Japanese Internment
The Japanese-American Internment in Topaz, Utah For as long as mankind can remember, prejudice in one form or another has always been apparent in the world. For some, it is religion, color, or race. But, during the second world war, prejudices were directed at people whose nationalities weren't of native American blood. The Japanese-Americans were exploited and forced into "relocation camps" during World War II all because the American government thought of them as a threat to American society, for fear that they were conspiring with the Japanese government to try and overthrow the United States government. In 1941, the number of Japanese Americans living in the continental Unites States totaled 127,000. Over 112,000 of them lived in the three Pacific Coast states of Oregon, Washington, and California. Of this group, nearly 80% of the total resided in the state of California alone (Uchida 47). In the over imaginative minds of the residents of California, where the antipathy towards the Asians was the most intense, the very nature of the Pearl Harbor attack provided ample-and prophetic-proof of inherent Japanese treachery (Uchida 68).

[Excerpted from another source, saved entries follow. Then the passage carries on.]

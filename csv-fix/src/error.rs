//! Error types for the CSV fixer.
//!
//! - [`MappingError`] - a field mapping that does not fit its schema
//! - [`FixError`] - everything a transformation run can fail with
//!
//! A missing input file is not an error: the orchestrator reports it as a
//! skipped job and moves on.

use thiserror::Error;

// =============================================================================
// Mapping Errors
// =============================================================================

/// A record mapping that cannot be applied to its schema.
///
/// These are configuration defects, detected before any row is read.
#[derive(Debug, Clone, PartialEq, Eq, Error)]
pub enum MappingError {
    /// A schema field has no rule.
    #[error("Schema '{schema}': no rule for output field '{field}'")]
    MissingRule { schema: String, field: String },

    /// A rule targets a field the schema does not declare.
    #[error("Schema '{schema}': rule targets undeclared field '{field}'")]
    UnknownTarget { schema: String, field: String },

    /// The schema lists the same output field twice.
    #[error("Schema '{schema}': field '{field}' declared more than once")]
    DuplicateField { schema: String, field: String },

    /// An alias points at a field that is not computed before it.
    #[error("Schema '{schema}': field '{field}' aliases '{target}', which is not declared before it")]
    AliasNotComputed {
        schema: String,
        field: String,
        target: String,
    },
}

// =============================================================================
// Fix Errors (top-level)
// =============================================================================

/// Errors returned by the transformer and the orchestrator.
#[derive(Debug, Error)]
pub enum FixError {
    /// Input is not consistent CSV (ragged row, invalid UTF-8, ...).
    #[error("Malformed input{}: {message}", at_line(.line))]
    MalformedInput { line: Option<u64>, message: String },

    /// Mapping does not cover its schema.
    #[error("Schema mapping error: {0}")]
    SchemaMapping(#[from] MappingError),

    /// Failed to read or write a file.
    #[error("IO error: {0}")]
    Io(#[from] std::io::Error),
}

fn at_line(line: &Option<u64>) -> String {
    line.map(|l| format!(" at line {}", l)).unwrap_or_default()
}

impl FixError {
    pub fn malformed(line: Option<u64>, message: impl Into<String>) -> Self {
        Self::MalformedInput {
            line,
            message: message.into(),
        }
    }
}

impl From<csv::Error> for FixError {
    fn from(err: csv::Error) -> Self {
        let line = err.position().map(|p| p.line());
        let message = match err.kind() {
            csv::ErrorKind::UnequalLengths {
                expected_len, len, ..
            } => format!("expected {} fields, found {}", expected_len, len),
            _ => err.to_string(),
        };

        match err.into_kind() {
            csv::ErrorKind::Io(e) => FixError::Io(e),
            _ => FixError::malformed(line, message),
        }
    }
}

// =============================================================================
// Result Type Aliases
// =============================================================================

/// Result type for mapping validation.
pub type MappingResult<T> = Result<T, MappingError>;

/// Result type for transformation runs.
pub type FixResult<T> = Result<T, FixError>;

#[cfg(test)]
mod tests {
    use super::*;

    #[test]
    fn test_mapping_error_converts() {
        let err = MappingError::MissingRule {
            schema: "channel".into(),
            field: "channel_code".into(),
        };
        let fix_err: FixError = err.into();
        let msg = fix_err.to_string();
        assert!(msg.contains("channel"));
        assert!(msg.contains("channel_code"));
    }

    #[test]
    fn test_malformed_message_with_line() {
        let err = FixError::malformed(Some(3), "expected 2 fields, found 3");
        assert_eq!(
            err.to_string(),
            "Malformed input at line 3: expected 2 fields, found 3"
        );
    }

    #[test]
    fn test_malformed_message_without_line() {
        let err = FixError::malformed(None, "bad bytes");
        assert_eq!(err.to_string(), "Malformed input: bad bytes");
    }

    #[test]
    fn test_io_error_converts() {
        let io = std::io::Error::new(std::io::ErrorKind::PermissionDenied, "denied");
        let err: FixError = io.into();
        assert!(matches!(err, FixError::Io(_)));
    }
}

As the Imperial Army chalked up success after success on the
Authorized by a blanket presidential warrant, the United States Attorney General Francis Biddle directed the FBI to arrest a predetermined number of "enemy aliens" classified as "dangerous". Eisenhower is named the first director and ch!arged with the task of implementing a program of orderly evacuation of the designated persons from the restricted military areas (Daniels 47-48). And that glass ceiling you're always hearing about-I would like to see that gone. Discrimination is the likely reason. The Nisei, or the second generation Japanese, in spite of the discrimination against them still showed an eagerness to become Americans. Most were in remote areas in the states of Arizona, Wyoming, Utah, Arkansas, and California. The Sansei was the third group of Japanese. For the myriad of anti-Oriental forces and the influential agr!iculturists who had long been casting their eyes on the coastal area of the richly cultivated Japanese land, a superb opportunity had just become theirs for the long sought after expulsion of a very unwanted minority (Uchida 91). " (Salt Lake 4A) Most of the evacuees were held on the relocation camps for more than 2 years until after the War Department revoked the West Coast exclusion orders in 1944. It started when one of her son's high school teachers assigned him to do a report on the internment camps. December 8th, the United States declared war on Japan. Although they had done nothing wrong, they were still thought of as conspiring with the enemies just because they were of a different race. Okubo's descriptions of the camp life in Topaz gave the whole internment an insight and a voice. They had an unbelievable suspicion that Japanese Americans in their midst were organized for a coordinated undermining activity (Uchida 90).